[Source data]
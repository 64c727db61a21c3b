// Scripted camera that simulates permission prompts and a live feed
//
// Useful for:
// - Exercising the capture session without camera hardware
// - Replaying awkward device behavior (denied rear camera, busy device,
//   tracks that end on their own)
// - The `tracescan simulate` command

use super::{CameraDevice, CaptureConstraints, FacingMode, MediaStream, ReadyState, TrackInfo, TrackState};
use crate::decoder::EmbeddedTextDecoder;
use crate::error::{ConfigError, PlatformError};
use crate::frame::PixelBuffer;
use async_trait::async_trait;
use parking_lot::Mutex;
use serde::{Deserialize, Serialize};
use std::path::Path;
use std::sync::atomic::{AtomicU32, AtomicUsize, Ordering};
use std::sync::Arc;
use tokio::time::{sleep, Duration};

/// How the simulated device answers a request for one camera
#[derive(Debug, Clone, PartialEq, Eq, Serialize, Deserialize)]
#[serde(rename_all = "snake_case")]
pub enum DeviceOutcome {
    Grant,
    Deny { name: String, message: String },
}

impl DeviceOutcome {
    fn is_grant(&self) -> bool {
        matches!(self, DeviceOutcome::Grant)
    }
}

/// Scripted behavior of a simulated camera
#[derive(Debug, Clone, Serialize, Deserialize)]
#[serde(default)]
pub struct CameraScenario {
    /// False simulates a missing capture API
    pub supported: bool,
    pub rear: DeviceOutcome,
    pub front: DeviceOutcome,
    /// Time the user takes to answer the permission prompt
    pub grant_delay_ms: u64,
    pub width: u32,
    pub height: u32,
    /// Ready-state polls answered with `HaveMetadata` before frames flow
    pub warmup_ticks: u32,
    /// Payload embedded in each successive frame; the last entry repeats
    pub frames: Vec<Option<String>>,
    /// The track ends by itself after this many frames
    pub end_after_frames: Option<u32>,
}

impl Default for CameraScenario {
    fn default() -> Self {
        Self {
            supported: true,
            rear: DeviceOutcome::Grant,
            front: DeviceOutcome::Grant,
            grant_delay_ms: 0,
            width: 64,
            height: 48,
            warmup_ticks: 0,
            frames: Vec::new(),
            end_after_frames: None,
        }
    }
}

impl CameraScenario {
    pub fn from_file(path: impl AsRef<Path>) -> Result<Self, ConfigError> {
        let path = path.as_ref();
        let content = std::fs::read_to_string(path).map_err(|e| ConfigError::Io {
            path: path.display().to_string(),
            source: e,
        })?;
        serde_json::from_str(&content).map_err(|e| ConfigError::Parse {
            path: path.display().to_string(),
            source: e,
        })
    }

    /// Blank frames until `frame_number` (1-based), which carries `payload`.
    pub fn payload_on_frame(frame_number: usize, payload: impl Into<String>) -> Self {
        let mut frames = vec![None; frame_number.saturating_sub(1)];
        frames.push(Some(payload.into()));
        frames.push(None);
        Self {
            frames,
            ..Default::default()
        }
    }
}

pub struct SimulatedCamera {
    scenario: CameraScenario,
    open_streams: Arc<AtomicUsize>,
    requests: Mutex<Vec<Option<FacingMode>>>,
}

impl SimulatedCamera {
    pub fn from_scenario(scenario: CameraScenario) -> Self {
        Self {
            scenario,
            open_streams: Arc::new(AtomicUsize::new(0)),
            requests: Mutex::new(Vec::new()),
        }
    }

    pub fn scenario(&self) -> &CameraScenario {
        &self.scenario
    }

    /// Streams granted and not yet stopped or ended
    pub fn open_streams(&self) -> usize {
        self.open_streams.load(Ordering::SeqCst)
    }

    /// Facing mode of every `get_user_media` call, in order
    pub fn requests(&self) -> Vec<Option<FacingMode>> {
        self.requests.lock().clone()
    }

    fn outcome_for(&self, facing: Option<FacingMode>) -> (&DeviceOutcome, &'static str) {
        match facing {
            Some(FacingMode::Environment) => (&self.scenario.rear, "Simulated rear camera"),
            Some(FacingMode::User) => (&self.scenario.front, "Simulated front camera"),
            None if self.scenario.rear.is_grant() => {
                (&self.scenario.rear, "Simulated rear camera")
            }
            None => (&self.scenario.front, "Simulated front camera"),
        }
    }
}

#[async_trait]
impl CameraDevice for SimulatedCamera {
    fn is_supported(&self) -> bool {
        self.scenario.supported
    }

    async fn get_user_media(
        &self,
        constraints: &CaptureConstraints,
    ) -> Result<Box<dyn MediaStream>, PlatformError> {
        self.requests.lock().push(constraints.facing);

        if self.scenario.grant_delay_ms > 0 {
            sleep(Duration::from_millis(self.scenario.grant_delay_ms)).await;
        }

        let (outcome, label) = self.outcome_for(constraints.facing);
        match outcome {
            DeviceOutcome::Deny { name, message } => {
                log::debug!("Simulated camera denied: {} ({})", name, message);
                Err(PlatformError::new(name.clone(), message.clone()))
            }
            DeviceOutcome::Grant => {
                self.open_streams.fetch_add(1, Ordering::SeqCst);
                Ok(Box::new(SimulatedStream {
                    id: uuid::Uuid::new_v4().to_string(),
                    label,
                    state: TrackState::Live,
                    open_streams: Arc::clone(&self.open_streams),
                    width: self.scenario.width,
                    height: self.scenario.height,
                    warmup_remaining: AtomicU32::new(self.scenario.warmup_ticks),
                    frames: self.scenario.frames.clone(),
                    drawn: 0,
                    end_after_frames: self.scenario.end_after_frames,
                }))
            }
        }
    }
}

struct SimulatedStream {
    id: String,
    label: &'static str,
    state: TrackState,
    open_streams: Arc<AtomicUsize>,
    width: u32,
    height: u32,
    warmup_remaining: AtomicU32,
    frames: Vec<Option<String>>,
    drawn: u32,
    end_after_frames: Option<u32>,
}

impl SimulatedStream {
    fn end(&mut self) {
        if self.state == TrackState::Live {
            self.state = TrackState::Ended;
            self.open_streams.fetch_sub(1, Ordering::SeqCst);
        }
    }
}

impl MediaStream for SimulatedStream {
    fn id(&self) -> String {
        self.id.clone()
    }

    fn tracks(&self) -> Vec<TrackInfo> {
        vec![TrackInfo {
            id: format!("{}-video", self.id),
            label: self.label.to_string(),
            state: self.state,
        }]
    }

    fn stop_all_tracks(&mut self) {
        self.end();
    }

    fn ready_state(&self) -> ReadyState {
        if self.state == TrackState::Ended {
            return ReadyState::HaveNothing;
        }
        let warmup = self.warmup_remaining.load(Ordering::SeqCst);
        if warmup > 0 {
            self.warmup_remaining.store(warmup - 1, Ordering::SeqCst);
            return ReadyState::HaveMetadata;
        }
        ReadyState::HaveEnoughData
    }

    fn video_size(&self) -> (u32, u32) {
        (self.width, self.height)
    }

    fn draw_into(&mut self, target: &mut PixelBuffer) -> Result<(), PlatformError> {
        if self.state == TrackState::Ended {
            return Err(PlatformError::new("InvalidStateError", "track has ended"));
        }

        let pixels = target.as_mut_slice();
        pixels.fill(0x80);

        let payload = self
            .frames
            .get(self.drawn as usize)
            .or_else(|| self.frames.last())
            .cloned()
            .flatten();
        if let Some(text) = payload {
            if !EmbeddedTextDecoder::embed(&text, pixels) {
                log::warn!("Simulated payload '{}' does not fit the frame", text);
            }
        }

        self.drawn += 1;
        if self.end_after_frames == Some(self.drawn) {
            log::debug!("Simulated track {} ended by itself", self.id);
            self.end();
        }
        Ok(())
    }
}
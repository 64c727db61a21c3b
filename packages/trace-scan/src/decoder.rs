// Pluggable frame decoding
//
// The session only depends on `Decoder`. Symbol decoding proper (QR, 1D
// barcodes) lives in whatever implementation the host plugs in; CPU-heavy
// decoders should move their work to `tokio::task::spawn_blocking` so the
// sampling timer is never held up.

use crate::frame::Frame;
use crate::payload::Payload;
use async_trait::async_trait;

#[async_trait]
pub trait Decoder: Send + Sync {
    /// Try to read a payload from `frame`. `None` means "no result yet", not an error.
    async fn decode(&self, frame: &Frame) -> Option<Payload>;
}

const MAGIC: &[u8; 4] = b"TRC1";
const HEADER_LEN: usize = MAGIC.len() + 2;

/// Reads text embedded at the start of the pixel data.
///
/// Layout: `TRC1` magic, big-endian `u16` length, UTF-8 bytes. The simulated
/// camera writes payloads this way.
#[derive(Debug, Default, Clone, Copy)]
pub struct EmbeddedTextDecoder;

impl EmbeddedTextDecoder {
    pub fn new() -> Self {
        Self
    }

    /// Write `text` into `pixels`. Returns false when it does not fit.
    pub fn embed(text: &str, pixels: &mut [u8]) -> bool {
        let bytes = text.as_bytes();
        let Ok(len) = u16::try_from(bytes.len()) else {
            return false;
        };
        if pixels.len() < HEADER_LEN + bytes.len() {
            return false;
        }
        pixels[..MAGIC.len()].copy_from_slice(MAGIC);
        pixels[MAGIC.len()..HEADER_LEN].copy_from_slice(&len.to_be_bytes());
        pixels[HEADER_LEN..HEADER_LEN + bytes.len()].copy_from_slice(bytes);
        true
    }

    pub fn extract(pixels: &[u8]) -> Option<String> {
        if pixels.len() < HEADER_LEN || &pixels[..MAGIC.len()] != MAGIC {
            return None;
        }
        let len = u16::from_be_bytes([pixels[4], pixels[5]]) as usize;
        let body = pixels.get(HEADER_LEN..HEADER_LEN + len)?;
        String::from_utf8(body.to_vec()).ok()
    }
}

#[async_trait]
impl Decoder for EmbeddedTextDecoder {
    async fn decode(&self, frame: &Frame) -> Option<Payload> {
        let text = Self::extract(&frame.pixels)?;
        log::debug!("Decoded payload from frame {}", frame.sequence);
        Some(Payload::new(text))
    }
}

#[cfg(test)]
mod tests {
    use super::*;
    use crate::frame::PixelBuffer;

    #[test]
    fn test_embed_and_extract() {
        let mut pixels = vec![0u8; 64];
        assert!(EmbeddedTextDecoder::embed("BATCH-42", &mut pixels));
        assert_eq!(
            EmbeddedTextDecoder::extract(&pixels).as_deref(),
            Some("BATCH-42")
        );
    }

    #[test]
    fn test_embed_rejects_oversized_text() {
        let mut pixels = vec![0u8; 8];
        assert!(!EmbeddedTextDecoder::embed("too long for this", &mut pixels));
        assert!(EmbeddedTextDecoder::extract(&pixels).is_none());
    }

    #[test]
    fn test_truncated_length_is_no_result() {
        let mut pixels = vec![0u8; 16];
        assert!(EmbeddedTextDecoder::embed("abcd", &mut pixels));
        pixels[5] = 200;
        assert!(EmbeddedTextDecoder::extract(&pixels).is_none());
    }

    #[tokio::test]
    async fn test_decode_blank_frame_is_none() {
        let buffer = PixelBuffer::new(8, 8);
        let frame = Frame::from_buffer(1, &buffer);
        assert!(EmbeddedTextDecoder.decode(&frame).await.is_none());
    }
}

*What this task involves:* The answer should consist of the lines from the first line of the entries through the line with "use std::path::Path;", copied exactly.

*Answer area:*
repository 64c727db61a21c3b
// Scripted camera that simulates permission prompts and a live feed
//
// Useful for:
// - Exercising the capture session without camera hardware
// - Replaying awkward device behavior (denied rear camera, busy device,
//   tracks that end on their own)
// - The `tracescan simulate` command

use super::{CameraDevice, CaptureConstraints, FacingMode, MediaStream, ReadyState, TrackInfo, TrackState};
use crate::decoder::EmbeddedTextDecoder;
use crate::error::{ConfigError, PlatformError};
use crate::frame::PixelBuffer;
use async_trait::async_trait;
use parking_lot::Mutex;
use serde::{Deserialize, Serialize};
use std::path::Path;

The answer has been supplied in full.